Using bitmasks in user interfaces is generally bad form. All this could be summed up inside, and the user could set a set of flags.

In addition, there is another utility plog-converter, which generates human-readable static analysis information. She has other troubles.

Help for the program plog-converter reports:

-a, --analyzer            Specifies analyzer(s) and level(s) to be
                          used for filtering, i.e.
                          'GA:1,2;64:1;OP:1,2,3;CS:1;MISRA:1,2'
                          Default: GA:1,2

Some β€œlevels” appeared here that weren’t anywhere before, and I didn’t find anything about them in the documentation either.

In general, it is not clear. So I set everything to the max.

A bunch of stupid swearing on Catch

Two of the three projects I analyzed use the unit test library catch2. And the lion's share of messages (!!! 90 out of 138 in one and 297 out of 344 in the other !!!) look like this:

Independent review of PVS-Studio (Linux, C++)

Doesn't take multithreading into account

There are many false positives about supposedly unchanged variables or infinite loops, while working with these variables occurs from different threads, and if this were not the case, then the unit tests would not work.

Independent review of PVS-Studio (Linux, C++)

However, can a static analyzer even take this into account? Don't know.

Results

PVS didn't find any real bugs in my open projects Burst ΠΈ Proxima, as well as in the working draft, which I, for obvious reasons, cannot present. True, it should be borne in mind that some flaws have already been caught and fixed earlier with the help of Cppcheck ΠΈ scan-build.

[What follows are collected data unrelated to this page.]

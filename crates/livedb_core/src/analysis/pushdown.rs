//! ## Condition Pushdown
//! Conditions that reference only a single source can filter that source's
//! rows as they arrive, before any join is evaluated. This is only sound when
//! the filtered rows could never appear null-extended in the output:
//! - `where` conjuncts, when the body has only inner joins.
//! - A joined source's own join condition conjuncts, for inner and left joins.

use super::correlation::inner_joins_only;
use crate::plan::{ExprRef, JoinKind, Key, Plan, QueryBody, Source};

/// All conjuncts of the body's join conditions and `where` that reference
/// `alias` (possibly among others).
pub fn conditions_referencing(lp: &Plan, body: Key<QueryBody>, alias: &str) -> Vec<ExprRef> {
    let b = lp.get_body(body);
    b.join_conditions
        .iter()
        .map(|(_, e)| *e)
        .chain(b.filter)
        .flat_map(|e| lp.conjuncts(e))
        .filter(|c| {
            let mut refs = Vec::new();
            lp.referenced_aliases(*c, &mut refs);
            refs.iter().any(|a| a == alias)
        })
        .collect()
}

/// Conjuncts that can be applied directly to the rows of `source`.
pub fn pushable_conditions(lp: &Plan, body: Key<QueryBody>, source: Key<Source>) -> Vec<ExprRef> {
    let b = lp.get_body(body);
    let src = lp.get_source(source);
    let only_this = |c: &ExprRef| {
        let mut refs = Vec::new();
        lp.referenced_aliases(*c, &mut refs);
        refs.len() == 1
            && refs[0] == src.alias
            && !lp.contains_aggregate(*c)
            && !lp.contains_subquery(*c)
    };

    let mut pushed = Vec::new();
    if inner_joins_only(lp, body) {
        pushed.extend(b.filter.into_iter().flat_map(|e| lp.conjuncts(e)).filter(only_this));
    }
    if matches!(src.join, Some(JoinKind::Inner | JoinKind::Left)) {
        pushed.extend(
            b.join_condition(&src.alias)
                .into_iter()
                .flat_map(|e| lp.conjuncts(e))
                .filter(only_this),
        );
    }
    pushed
}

In general, the impression from all these analyzers is approximately the same: yes, they catch something, sometimes even something important, but in general the compiler is enough.

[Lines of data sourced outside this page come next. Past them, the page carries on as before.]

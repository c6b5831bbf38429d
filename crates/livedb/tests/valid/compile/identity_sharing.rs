use livedb::{fields, materialize, row, DependencyGraph, MemCollection, Plan};
use std::rc::Rc;

pub fn test() {
    let people = MemCollection::keyed_by("Person", "id");
    people.insert_row(row! { "id" => "1", "name" => "a" }).unwrap();

    let mut plan = Plan::new();
    let p = plan.collection(people.clone());
    let mut shared = None;
    let query = plan
        .query(|q| {
            let p = q.from(p);
            let upper = q.upper(p.get("name"));
            shared = Some(upper);
            q.select(fields! { first: upper, second: upper });
        })
        .unwrap();

    let graph = DependencyGraph::build(&plan, query).unwrap();
    let node = graph.node_for_expr(shared.unwrap()).unwrap();
    assert_eq!(graph.get(node).depended_upon.len(), 2);
    assert_eq!(graph.outputs(), vec![graph.root()]);

    let live = materialize(&Rc::new(plan), query).unwrap();
    live.preload().unwrap();
    assert_eq!(live.rows(), vec![row! { "first" => "A", "second" => "A" }]);
}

It is possible (and I personally like to think so) that our team uses software development practices that allow us to generate the minimum amount of shit code. It is better not to create problems than to overcome them heroically.

Therefore, I take the liberty of giving some advice on how to write in C ++ in such a way that you don’t shoot anyone in the legs and don’t rake their foreheads with a rake.

Make the most of compiler diagnostics

Our team uses (and advises you on) the following compilation options:

-Werror

-Wall
-Wextra
-Wpedantic

-Wcast-align
-Wcast-qual
-Wconversion
-Wctor-dtor-privacy
-Wenum-compare
-Wfloat-equal
-Wnon-virtual-dtor
-Wold-style-cast
-Woverloaded-virtual
-Wredundant-decls
-Wsign-conversion
-Wsign-promo

Include them in your project, learn a lot about your code.

Stick to the Standard

Try not to use platform-specific things if there are standard analogues, and if you absolutely cannot do without them, wrap them in special blocks for a macro (or something else) and just don't let your code compile in unsupported conditions.

Stick to standard operation semantics

Addition must be addition, multiplication must be multiplication, function call must be function call, copy must be copy, carry must be carry, container must be iterable, iterator must be advancing ++ and dereferencing *. And so on and so forth.

I think the idea is clear. There are established conventions that are not binding, but that all users and readers of your code expect to see. Don't try to outsmart others, or you'll outsmart yourself.

Write compatible code

First of all, I mean the standard library. It is highly desirable that the interfaces of your classes and functions can be used with standard and other libraries (for example, Boost).

Feel free to peek into the STL and Boost interfaces. With rare exceptions, there you will see a worthy example to follow.

Make the most of open tools

For the same static analysis, there are at least two open free tools that are connected to any project with the CMake build system at the expense of β€œtimes”.

You can read more about this in my recent post..

Afterword

Finally, I would like to emphasize that I am not advocating not to use PVS or any other static analyzers. But I encourage you to think about how it happened that the static analyzer constantly finds significant errors in your code.

This is just a consequence. It is necessary to find and eliminate the cause.